Dantas-Santos N, Almeida-Lima J, Vidal AA, Gomes DL, Oliveira RM, Santos Pedrosa S, Pereira P, Gama FM, Oliveira Rocha HA - Mar Drugs (2012)

Bottom Line: The resulting modified material (SNFuc) formed nanosized particles.On the other hand, nanogel improved Chinese hamster ovary (CHO) and monocyte macrophage cell (RAW) non-tumor cell line proliferation in the same concentration range.The antiproliferative effect against tumor cells was also confirmed using the BrdU test.

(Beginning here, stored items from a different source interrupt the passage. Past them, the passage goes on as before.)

// SPDX-FileCopyrightText: 2025 Semiotic AI, Inc.
//
// SPDX-License-Identifier: Apache-2.0

//! Error types for token list fetching and caching.

use std::path::PathBuf;

/// Errors that can occur when fetching the token list or maintaining its
/// on-disk cache.
#[derive(Debug, thiserror::Error)]
pub enum TokenListError {
    /// The HTTP request to the token list provider failed.
    ///
    /// Note that [`TokenStore`](crate::TokenStore) falls back to a stale
    /// cache when this occurs; the error only surfaces when no cached list
    /// exists at all.
    #[error("Token list request failed during {operation}")]
    FetchFailed {
        /// Description of the operation that failed
        operation: String,
        /// The underlying transport error
        #[source]
        source: Box<dyn std::error::Error + Send + Sync>,
    },

    /// The response body could not be decoded as a token list.
    #[error("Failed to decode token list response")]
    DecodeFailed {
        /// The underlying decode error
        #[source]
        source: Box<dyn std::error::Error + Send + Sync>,
    },

    /// Reading or writing the cache file failed.
    #[error("Cache I/O failed for {path}")]
    CacheIo {
        /// Path of the cache file
        path: PathBuf,
        /// The underlying I/O error
        #[source]
        source: std::io::Error,
    },

    /// The cache file exists but does not contain a valid cached token list.
    #[error("Cache file {path} is corrupt")]
    CacheCorrupt {
        /// Path of the cache file
        path: PathBuf,
        /// The underlying deserialization error
        #[source]
        source: serde_json::Error,
    },
}

impl TokenListError {
    /// Helper to create a `FetchFailed` error from any error type.
    pub fn fetch_failed(
        operation: impl Into<String>,
        source: impl std::error::Error + Send + Sync + 'static,
    ) -> Self {
        TokenListError::FetchFailed {
            operation: operation.into(),
            source: Box::new(source),
        }
    }

    /// Helper to create a `DecodeFailed` error from any error type.
    pub fn decode_failed(source: impl std::error::Error + Send + Sync + 'static) -> Self {
        TokenListError::DecodeFailed {
            source: Box::new(source),
        }
    }

    /// Helper to create a `CacheIo` error for a cache file path.
    pub fn cache_io(path: impl Into<PathBuf>, source: std::io::Error) -> Self {
        TokenListError::CacheIo {
            path: path.into(),
            source,
        }
    }

    /// Helper to create a `CacheCorrupt` error for a cache file path.
    pub fn cache_corrupt(path: impl Into<PathBuf>, source: serde_json::Error) -> Self {
        TokenListError::CacheCorrupt {
            path: path.into(),
            source,
        }
    }
}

View Article: PubMed Central - PubMed

Affiliation: Laboratory of Biotechnology of Natural Polymers (BIOPOL), Departament of Biochemistry, Federal University of Rio Grande do Norte (UFRN), Natal-RN 59078-970, Brazil. nednaldod@hotmail.com

ABSTRACT
Sulfated fucans comprise families of polydisperse natural polysaccharides based on sulfated L-fucose. Our aim was to investigate whether fucan nanogel induces cell-specific responses. To that end, a non toxic fucan extracted from Spatoglossum schröederi was chemically modified by grafting hexadecylamine to the polymer hydrophilic backbone. The resulting modified material (SNFuc) formed nanosized particles. The degree of substitution with hydrophobic chains was close to 100%, as estimated by elemental analysis. SNFfuc in aqueous media had a mean diameter of 123 nm and zeta potential of -38.3 ± 0.74 mV, as measured by dynamic light scattering. Nanoparticles conserved their size for up to 70 days. SNFuc cytotoxicity was determined using the MTT assay after culturing different cell lines for 24 h. Tumor-cell (HepG2, 786, H-S5) proliferation was inhibited by 2.0%-43.7% at nanogel concentrations of 0.05-0.5 mg/mL and rabbit aorta endothelial cells (RAEC) non-tumor cell line proliferation displayed inhibition of 8.0%-22.0%. On the other hand, nanogel improved Chinese hamster ovary (CHO) and monocyte macrophage cell (RAW) non-tumor cell line proliferation in the same concentration range. The antiproliferative effect against tumor cells was also confirmed using the BrdU test. Flow cytometric analysis revealed that the fucan nanogel inhibited 786 cell proliferation through caspase and caspase-independent mechanisms. In addition, SNFuc blocks 786 cell passages in the S and G2-M phases of the cell cycle.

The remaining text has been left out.